Voici le propos de l'auteur . « Dans la pâte , l’œuf n'a guère d'autre effet que d'en accroitre l’humidité. A la cuisson, en revanche, les œufs contribuent à raffermir la structure de la pâte et à affiner les pores du produit qui sont ainsi aérés et augmenté en volume. Du fait qu’il soit plus aéré, le produit séchera aussi plus vite, raison pour laquelle il est recommandé d'ajouter une proportion déterminée de corps gras .»

Très souvent lors de mes formations j'indique que le choix des matières premières est déterminant. Ici ma démonstration consiste à ne changer qu'un élément . La matière première d'hydratation, en respectant le même processus et les mêmes poids.

Le seul paramètre qui change c'est le choix du liquide d’hydratation.. ,œufs ,blancs d’œufs , jaunes plus eau.

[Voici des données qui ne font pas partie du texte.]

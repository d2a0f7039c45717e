//! Global configuration management
//!
//! Reads settings from `config.toml` in the config directory: which npm
//! executable to run, how deep to list the dependency tree, whether dev
//! dependencies take part in the diff, and output preferences.
//!
//! Command-line flags always win over the file, and the file wins over
//! built-in defaults; [`GlobalConfig::resolve`] applies that precedence.

use crate::config::defaults;
use crate::error::ConfigError;
use crate::infra::dirs::AppDirs;
use serde::{Deserialize, Serialize};
use std::fs;
use std::path::Path;

/// Global configuration for npm-with-diff
#[derive(Debug, Clone, Default, PartialEq, Eq, Serialize, Deserialize)]
pub struct GlobalConfig {
    /// npm invocation settings
    #[serde(default)]
    pub npm: NpmConfig,

    /// Diff settings
    #[serde(default)]
    pub diff: DiffConfig,

    /// Output preferences
    #[serde(default)]
    pub output: OutputConfig,
}

/// npm invocation settings
#[derive(Debug, Clone, Default, PartialEq, Eq, Serialize, Deserialize)]
pub struct NpmConfig {
    /// Name or path of the npm executable
    pub program: Option<String>,
}

/// Diff settings
#[derive(Debug, Clone, Default, PartialEq, Eq, Serialize, Deserialize)]
pub struct DiffConfig {
    /// Depth passed to `npm ls`
    pub depth: Option<u32>,

    /// Leave dev dependencies out of the diff
    pub omit_dev: Option<bool>,
}

/// Output preferences
#[derive(Debug, Clone, Default, PartialEq, Eq, Serialize, Deserialize)]
pub struct OutputConfig {
    /// Only print the final report
    pub quiet: Option<bool>,

    /// Print the result as JSON
    pub json: Option<bool>,
}

/// Settings given on the command line; `None` means "not given"
#[derive(Debug, Clone, Copy, Default)]
pub struct CliOverrides {
    pub depth: Option<u32>,
    pub omit_dev: bool,
    pub quiet: bool,
    pub json: bool,
}

/// Fully resolved settings for one run
#[derive(Debug, Clone, PartialEq, Eq, Serialize)]
pub struct EffectiveConfig {
    pub npm_program: String,
    pub depth: u32,
    pub omit_dev: bool,
    pub quiet: bool,
    pub json: bool,
}

impl GlobalConfig {
    /// Load global configuration from the config directory
    ///
    /// If the config file doesn't exist, returns default configuration.
    ///
    /// # Errors
    ///
    /// Returns `ConfigError::ParseError` if the config file exists but
    /// contains invalid TOML.
    pub fn load(dirs: &AppDirs) -> Result<Self, ConfigError> {
        Self::load_from_path(&dirs.global_config_path())
    }

    /// Load global configuration from a specific path
    pub fn load_from_path(path: &Path) -> Result<Self, ConfigError> {
        if !path.exists() {
            tracing::debug!("No config file at {}, using defaults", path.display());
            return Ok(Self::default());
        }

        let content = fs::read_to_string(path).map_err(|e| ConfigError::ReadError {
            path: path.display().to_string(),
            error: e.to_string(),
        })?;

        toml::from_str(&content).map_err(|e| ConfigError::ParseError {
            path: path.display().to_string(),
            error: e.to_string(),
        })
    }

    /// Get the effective npm executable
    #[must_use]
    pub fn npm_program(&self) -> &str {
        self.npm
            .program
            .as_deref()
            .unwrap_or(defaults::DEFAULT_NPM_PROGRAM)
    }

    /// Get the effective listing depth
    #[must_use]
    pub fn depth(&self) -> u32 {
        self.diff.depth.unwrap_or(defaults::DEFAULT_TREE_DEPTH)
    }

    /// Get the effective dev dependency setting
    #[must_use]
    pub fn omit_dev(&self) -> bool {
        self.diff.omit_dev.unwrap_or(defaults::DEFAULT_OMIT_DEV)
    }

    /// Combine with command-line flags
    ///
    /// Boolean flags can only switch a setting on; they never turn off
    /// something the config file enabled.
    #[must_use]
    pub fn resolve(&self, cli: CliOverrides) -> EffectiveConfig {
        EffectiveConfig {
            npm_program: self.npm_program().to_string(),
            depth: cli.depth.unwrap_or_else(|| self.depth()),
            omit_dev: cli.omit_dev || self.omit_dev(),
            quiet: cli.quiet || self.output.quiet.unwrap_or(false),
            json: cli.json || self.output.json.unwrap_or(false),
        }
    }
}

#[cfg(test)]
mod tests {
    use super::*;
    use tempfile::TempDir;

    #[test]
    fn test_default_config() {
        let config = GlobalConfig::default();
        assert_eq!(config.npm_program(), "npm");
        assert_eq!(config.depth(), 20);
        assert!(!config.omit_dev());
    }

    #[test]
    fn test_load_missing_file_returns_default() {
        let temp_dir = TempDir::new().unwrap();
        let config_path = temp_dir.path().join("config.toml");

        let config = GlobalConfig::load_from_path(&config_path).unwrap();
        assert_eq!(config, GlobalConfig::default());
    }

    #[test]
    fn test_load_valid_config() {
        let temp_dir = TempDir::new().unwrap();
        let config_path = temp_dir.path().join("config.toml");

        let content = r#"
[npm]
program = "/opt/node/bin/npm"

[diff]
depth = 5
omit_dev = true
"#;
        fs::write(&config_path, content).unwrap();

        let config = GlobalConfig::load_from_path(&config_path).unwrap();
        assert_eq!(config.npm_program(), "/opt/node/bin/npm");
        assert_eq!(config.depth(), 5);
        assert!(config.omit_dev());
        assert_eq!(config.output.quiet, None);
    }

    #[test]
    fn test_load_invalid_toml_returns_error() {
        let temp_dir = TempDir::new().unwrap();
        let config_path = temp_dir.path().join("config.toml");

        fs::write(&config_path, "invalid toml [[[").unwrap();

        let result = GlobalConfig::load_from_path(&config_path);
        assert!(matches!(result, Err(ConfigError::ParseError { .. })));
    }

    #[test]
    fn test_load_through_dirs() {
        let temp_dir = TempDir::new().unwrap();
        let dirs = AppDirs::with_config_dir(temp_dir.path());
        fs::write(dirs.global_config_path(), "[output]\nquiet = true\n").unwrap();

        let config = GlobalConfig::load(&dirs).unwrap();
        assert_eq!(config.output.quiet, Some(true));
    }

    #[test]
    fn test_cli_depth_overrides_file() {
        let config = GlobalConfig {
            diff: DiffConfig {
                depth: Some(3),
                omit_dev: None,
            },
            ..GlobalConfig::default()
        };

        let from_file = config.resolve(CliOverrides::default());
        assert_eq!(from_file.depth, 3);

        let from_cli = config.resolve(CliOverrides {
            depth: Some(7),
            ..CliOverrides::default()
        });
        assert_eq!(from_cli.depth, 7);
    }

    #[test]
    fn test_flags_and_file_combine() {
        let config = GlobalConfig {
            diff: DiffConfig {
                depth: None,
                omit_dev: Some(true),
            },
            ..GlobalConfig::default()
        };

        let effective = config.resolve(CliOverrides {
            json: true,
            ..CliOverrides::default()
        });
        assert!(effective.omit_dev);
        assert!(effective.json);
        assert!(!effective.quiet);
        assert_eq!(effective.depth, 20);
        assert_eq!(effective.npm_program, "npm");
    }
}
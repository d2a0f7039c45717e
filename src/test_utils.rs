//! Test utilities for property-based testing
//!
//! This module provides generators and helpers for proptest.

#[cfg(test)]
pub mod generators {
    use proptest::prelude::*;

    use crate::core::snapshot::{PackageNode, Snapshot};

    /// Generate a valid npm package name (lowercase alphanumeric with hyphens)
    pub fn package_name() -> impl Strategy<Value = String> {
        "[a-z][a-z0-9-]{0,12}[a-z0-9]?".prop_filter("Name must not be empty", |s| !s.is_empty())
    }

    /// Generate a valid semver version string
    pub fn semver_version() -> impl Strategy<Value = String> {
        (0u32..5, 0u32..20, 0u32..20)
            .prop_map(|(major, minor, patch)| format!("{major}.{minor}.{patch}"))
    }

    /// Generate a package node with up to `depth` levels of dependencies
    pub fn package_node(depth: u32) -> impl Strategy<Value = PackageNode> {
        let leaf = semver_version().prop_map(PackageNode::new);
        leaf.prop_recursive(depth, 48, 4, |inner| {
            (
                semver_version(),
                prop::collection::vec((package_name(), inner), 0..4),
            )
                .prop_map(|(version, children)| {
                    let mut node = PackageNode::new(version);
                    if !children.is_empty() {
                        node.dependencies = Some(children.into_iter().collect());
                    }
                    node
                })
        })
    }

    /// Generate a snapshot of up to five top-level packages
    pub fn snapshot() -> impl Strategy<Value = Snapshot> {
        prop::collection::vec((package_name(), package_node(3)), 0..5)
            .prop_map(|entries| entries.into_iter().collect())
    }

    /// Find the node at `breadcrumb` (root name first)
    pub fn lookup<'a>(snapshot: &'a Snapshot, breadcrumb: &[&str]) -> Option<&'a PackageNode> {
        let (first, rest) = breadcrumb.split_first()?;
        let mut node = snapshot.get(*first)?;
        for name in rest {
            node = node.dependencies.as_ref()?.get(*name)?;
        }
        Some(node)
    }
}

#[cfg(test)]
mod tests {
    use super::generators::*;
    use crate::core::snapshot::count_packages;
    use proptest::prelude::*;

    proptest! {
        #![proptest_config(ProptestConfig::with_cases(100))]

        #[test]
        fn test_package_name_generator(name in package_name()) {
            prop_assert!(!name.is_empty());
            prop_assert!(name
                .chars()
                .all(|c| c.is_ascii_lowercase() || c.is_ascii_digit() || c == '-'));
        }

        #[test]
        fn test_semver_version_generator(version in semver_version()) {
            prop_assert!(semver::Version::parse(&version).is_ok());
        }

        #[test]
        fn test_lookup_finds_every_top_level_package(snapshot in snapshot()) {
            for name in snapshot.keys() {
                prop_assert!(lookup(&snapshot, &[name.as_str()]).is_some());
            }
            prop_assert!(count_packages(&snapshot) >= snapshot.len());
        }
    }
}
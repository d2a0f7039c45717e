//! Output formatting and progress indicators
//!
//! Progress lines go to stdout like the rest of the run's narrative, the
//! spinner draws on stderr (and hides itself when stderr is not a
//! terminal), errors go to stderr.

use std::sync::OnceLock;
use std::time::Duration;

use indicatif::{ProgressBar, ProgressStyle};

static OUTPUT_CONFIG: OnceLock<OutputConfig> = OnceLock::new();

/// Process-wide output mode
#[derive(Debug, Clone, Copy, Default, PartialEq, Eq)]
pub struct OutputConfig {
    /// Only print the final report
    pub quiet: bool,
    /// Print a single JSON document
    pub json: bool,
    /// Verbosity level from `-v` flags
    pub verbose: u8,
}

impl OutputConfig {
    pub fn new(quiet: bool, json: bool, verbose: u8) -> Self {
        Self { quiet, json, verbose }
    }

    /// Install as the process-wide configuration (first call wins)
    pub fn apply_global(self) {
        if OUTPUT_CONFIG.set(self).is_err() {
            tracing::debug!("Output configuration already set");
        }
    }

    /// The process-wide configuration, or the default if none was applied
    pub fn global() -> Self {
        OUTPUT_CONFIG.get().copied().unwrap_or_default()
    }

    /// Whether progress and narrative lines should be printed
    pub fn shows_progress(&self) -> bool {
        !self.quiet && !self.json
    }

    /// Tracing level implied by `-v` flags
    pub fn log_level(&self) -> tracing::Level {
        match self.verbose {
            0 => tracing::Level::WARN,
            1 => tracing::Level::INFO,
            2 => tracing::Level::DEBUG,
            _ => tracing::Level::TRACE,
        }
    }
}

/// Print a narrative line unless output is quiet or JSON
pub fn progress(message: &str) {
    if OutputConfig::global().shows_progress() {
        println!("{message}");
    }
}

/// Create a spinner for operations with unknown duration
pub fn create_spinner(message: &str) -> ProgressBar {
    if !OutputConfig::global().shows_progress() {
        return ProgressBar::hidden();
    }

    let pb = ProgressBar::new_spinner();
    if let Ok(style) = ProgressStyle::default_spinner()
        .tick_chars("⠋⠙⠹⠸⠼⠴⠦⠧⠇⠏")
        .template("{spinner:.blue} {msg}")
    {
        pb.set_style(style);
    }
    pb.set_message(message.to_string());
    pb.enable_steady_tick(Duration::from_millis(80));
    pb
}

/// Print an error and its cause chain to stderr
pub fn display_error(error: &anyhow::Error) {
    eprintln!("{} Error: {error}", status::ERROR);
    for cause in error.chain().skip(1) {
        eprintln!("  caused by: {cause}");
    }
}

/// Status message prefixes
pub mod status {
    /// Success prefix (green checkmark)
    pub const SUCCESS: &str = "✓";

    /// Error prefix (red X)
    pub const ERROR: &str = "✗";

    /// Warning prefix (yellow triangle)
    pub const WARNING: &str = "⚠";
}
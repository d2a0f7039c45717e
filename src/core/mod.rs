//! Core business logic module
//!
//! The diff and report logic here is pure. Process I/O belongs in
//! [`crate::infra`]; [`run`] only drives it through the
//! [`crate::infra::npm::NpmRunner`] trait.
//!
//! # Submodules
//!
//! - [`snapshot`] - Dependency tree snapshots and `npm ls --json` parsing
//! - [`diff`] - Recursive tree diff producing change records
//! - [`report`] - Text report and summary of change records
//! - [`commands`] - npm command discovery
//! - [`run`] - Snapshot, run, snapshot, diff
//! - [`global_config`] - Global configuration management

pub mod commands;
pub mod diff;
pub mod global_config;
pub mod report;
pub mod run;
pub mod snapshot;
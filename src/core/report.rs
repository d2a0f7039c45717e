//! Human-readable diff report
//!
//! Turns the flat list of [`ChangeRecord`]s into one text block per changed
//! package. Nested packages carry a breadcrumb with the package itself
//! starred, e.g. `c (a -> b -> *c*)`.

use std::fmt::Write;

use serde::Serialize;

use crate::core::diff::{ChangeKind, ChangeRecord, VersionChange};

/// Which part of the dependency tree a report covers
#[derive(Debug, Clone, Copy, PartialEq, Eq, Default)]
pub enum DependencyScope {
    /// Dev and production dependencies
    #[default]
    All,
    /// Production dependencies only
    NonDev,
}

impl DependencyScope {
    /// Scope matching the `omit dev` setting
    pub fn from_omit_dev(omit_dev: bool) -> Self {
        if omit_dev {
            Self::NonDev
        } else {
            Self::All
        }
    }

    /// Qualifier inserted before "dependencies" in messages
    pub fn label(self) -> &'static str {
        match self {
            Self::All => "",
            Self::NonDev => "non-dev ",
        }
    }
}

/// Renders change records as text
#[derive(Debug, Clone, Copy, Default)]
pub struct DiffReporter {
    scope: DependencyScope,
}

impl DiffReporter {
    /// Create a reporter for the given scope
    pub fn new(scope: DependencyScope) -> Self {
        Self { scope }
    }

    /// Message used when nothing changed
    pub fn nothing_changed(&self) -> String {
        format!("No {}dependencies were changed!", self.scope.label())
    }

    /// Render all records that describe an actual change
    pub fn render(&self, records: &[ChangeRecord]) -> String {
        let blocks: Vec<String> = records.iter().filter_map(render_record).collect();

        if blocks.is_empty() {
            self.nothing_changed()
        } else {
            blocks.join("\n")
        }
    }
}

/// Render one record, or nothing for an unchanged package
fn render_record(record: &ChangeRecord) -> Option<String> {
    let heading = if record.ancestor_path.is_empty() {
        record.package_name.clone()
    } else {
        format!(
            "{} ({} -> *{}*)",
            record.package_name,
            record.ancestor_path.join(" -> "),
            record.package_name
        )
    };

    let details = match record.kind() {
        ChangeKind::Added => format!(
            "\t* Was added.\n\t* Has {} direct dependencies (not listed here).",
            record.direct_dependency_count
        ),
        ChangeKind::Removed => format!(
            "\t* Was removed.\n\t* Had {} direct dependencies (not listed here).",
            record.direct_dependency_count
        ),
        ChangeKind::Updated => format!(
            "\t* Was updated.\n\t* {} => {}",
            record.previous_version.as_deref().unwrap_or_default(),
            record.new_version.as_deref().unwrap_or_default()
        ),
        ChangeKind::Unchanged => return None,
    };

    Some(format!("{heading}\n{details}"))
}

/// Counts of the changes in a diff
#[derive(Debug, Clone, Copy, Default, PartialEq, Eq, Serialize)]
pub struct DiffSummary {
    pub added: usize,
    pub removed: usize,
    pub updated: usize,
    /// Updates that moved to a lower version
    pub downgraded: usize,
    pub unchanged: usize,
}

impl DiffSummary {
    /// Tally a list of records
    pub fn from_records(records: &[ChangeRecord]) -> Self {
        let mut summary = Self::default();
        for record in records {
            match record.kind() {
                ChangeKind::Added => summary.added += 1,
                ChangeKind::Removed => summary.removed += 1,
                ChangeKind::Updated => {
                    summary.updated += 1;
                    if record.version_change() == Some(VersionChange::Downgrade) {
                        summary.downgraded += 1;
                    }
                }
                ChangeKind::Unchanged => summary.unchanged += 1,
            }
        }
        summary
    }

    /// Number of reported changes
    pub fn total_changes(&self) -> usize {
        self.added + self.removed + self.updated
    }

    /// One-line summary
    pub fn format_line(&self) -> String {
        let mut line = format!(
            "{} added, {} removed, {} updated",
            self.added, self.removed, self.updated
        );
        if self.downgraded > 0 {
            let _ = write!(line, " ({} downgraded)", self.downgraded);
        }
        let _ = write!(line, ", {} unchanged", self.unchanged);
        line
    }
}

La recette de test est basée sur une Hydratation à 70 %
Autolyse de 20 minutes. Fin de pétrissage à 23°c. Pointage 30 minutes sans adjonction de matière grasse.
Les résultats sont intéressants. 

1) Les pâtes n'ont pas du tout la même consistance et la même main. 
2) Pas la même couleur .
3) Pas la même tenue.
4) Pas le même développement , 
5) pas la même couleur de croute.

Alors pourquoi la mie de la pâte pétrie aux œufs, sèche ? l’œuf contient plus d’extraits secs, de matières grasses, et d’émulsifiant le tout modifiant la texture de la pâte.
Lorsque les pâtes sont pétries elles ont un aspect différent, des élasticités différentes et un développement au four différent.
Dans les résultats de développement .le jaune et l'eau donnent le meilleur développement et la mie est la plus souple.
En comparaison:
                               

 L'œuf entier donne une structure différente à la pâte, elle est plus extensible. Elle développe plus sous forme « d’obus » la couleur est brune en surface et la mie est souple mais plus résistante que la pâte pétrie à l'eau.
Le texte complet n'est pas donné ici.